Abstract Mitochondria play a major role in cellular iron metabolism. These organelles contain respiratory complexes that are rich in hemes and iron–sulfur clusters (ISCs), including [Fe 4 S 4 ], [Fe 3 S 4 ], and [Fe 2 S 2 ] clusters. Moreover, these organelles are able to synthesize ISCs on their own, even in isolation from the cell, in a process mediated by the ISC machinery housed therein. In order for iron to be used by the mitochondrial ISC machinery for new cluster synthesis, it must first transit from the environment into the cellular cytoplasm and from the cytoplasm into the mitochondria. In mitochondria, a regulated transit iron pool, recognized by a characteristic biophysical signature, is used for generating new Fe–S clusters.

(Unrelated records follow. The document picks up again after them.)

//! Utility macros shared across the crate.

/// A macro for early returns with an error if a condition is not met.
///
/// Similar to `assert!`, but returns an error instead of panicking.
///
/// # Example
///
/// ```ignore
/// ensure!(!self.closed, EncodeError::StreamClosed);
/// ```
macro_rules! ensure {
    ($predicate:expr, $error:expr) => {
        if !$predicate {
            return Err($error);
        }
    };
}

pub(crate) use ensure;
use std::io;
use thiserror::Error;

/// Top-level error type covering both directions of the codec.
#[derive(Debug, Error)]
pub enum CodecError {
    #[error("decode error: {source}")]
    Decode {
        #[from]
        source: DecodeError,
    },

    #[error("encode error: {source}")]
    Encode {
        #[from]
        source: EncodeError,
    },
}

/// Errors produced while decoding a chunked byte stream.
///
/// All framing errors are non-retryable: once the decoder has rejected
/// input, the stream cannot be resynchronized and the caller must abort
/// the connection.
#[derive(Error, Debug, Clone, PartialEq, Eq)]
pub enum DecodeError {
    /// The chunk size line is not valid hexadecimal, overflows, or exceeds
    /// the configured maximum chunk size.
    #[error("malformed chunk size line: {reason}")]
    MalformedSize { reason: &'static str },

    /// The chunk framing around the payload bytes is broken, typically a
    /// missing or wrong terminator after the declared data bytes.
    #[error("malformed chunk: {reason}")]
    MalformedChunk { reason: &'static str },

    /// A trailer line after the terminal chunk could not be parsed as a
    /// `key: value` field.
    #[error("malformed trailer: {reason}")]
    MalformedTrailer { reason: &'static str },

    /// Input arrived after the stream already terminated.
    #[error("chunked stream already closed")]
    StreamClosed,
}

/// Plumbing only: `tokio_util::codec::Decoder` requires its error type to
/// absorb transport-level `io::Error`s raised by the underlying stream.
/// The decoder itself never produces one, so the conversion collapses the
/// error into a generic framing failure.
impl From<io::Error> for DecodeError {
    fn from(_: io::Error) -> Self {
        Self::MalformedChunk { reason: "underlying io error" }
    }
}

impl DecodeError {
    pub fn malformed_size(reason: &'static str) -> Self {
        Self::MalformedSize { reason }
    }

    pub fn malformed_chunk(reason: &'static str) -> Self {
        Self::MalformedChunk { reason }
    }

    pub fn malformed_trailer(reason: &'static str) -> Self {
        Self::MalformedTrailer { reason }
    }
}

/// Errors produced while encoding a chunked byte stream.
#[derive(Error, Debug)]
pub enum EncodeError {
    /// The data path was asked to write a chunk it must not frame, such as
    /// an empty buffer (the zero-size chunk is reserved for termination).
    #[error("invalid chunk: {reason}")]
    InvalidChunk { reason: &'static str },

    /// A trailer field cannot be represented on the wire.
    #[error("invalid trailer: {reason}")]
    InvalidTrailer { reason: &'static str },

    /// A write was attempted after the terminal chunk was emitted.
    #[error("chunked stream already closed")]
    StreamClosed,

    /// Plumbing only: the encoder writes the size line through an
    /// `io::Write` adapter over the destination buffer, which cannot fail.
    /// This variant exists to propagate that `Result` without panicking
    /// and is never produced in practice.
    #[error("io error: {source}")]
    Io {
        #[from]
        source: io::Error,
    },
}

impl EncodeError {
    pub fn invalid_chunk(reason: &'static str) -> Self {
        Self::InvalidChunk { reason }
    }

    pub fn invalid_trailer(reason: &'static str) -> Self {
        Self::InvalidTrailer { reason }
    }
}
//! Shared protocol types for the chunked codec.
//!
//! This module holds everything the encoder and decoder exchange with their
//! caller:
//!
//! - [`PayloadItem`]: one unit of a streamed body — a data chunk or the
//!   end-of-stream marker carrying the trailer set
//! - [`Trailers`]: ordered trailer fields with last-write-wins insertion
//! - [`DecodeError`] / [`EncodeError`] / [`CodecError`]: the error surface
//!
//! A chunked stream is constructed fresh per message body. One decoder (or
//! encoder) instance serves exactly one stream and is discarded afterwards;
//! dropping an instance in any state is safe and requires no teardown.

mod error;
pub use error::CodecError;
pub use error::DecodeError;
pub use error::EncodeError;

mod message;
pub use message::PayloadItem;

mod trailer;
pub use trailer::Trailers;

Iron levels in mitochondria are generally maintained by homeostatic controls, although in some settings iron accumulates in the form of ferric phosphate nanoparticles that remain invisible to the homeostatic control mechanism. This review summarizes recent genetic and biophysical results associated with mitochondrial iron metabolism and ISC assembly, primarily in yeast mitochondria.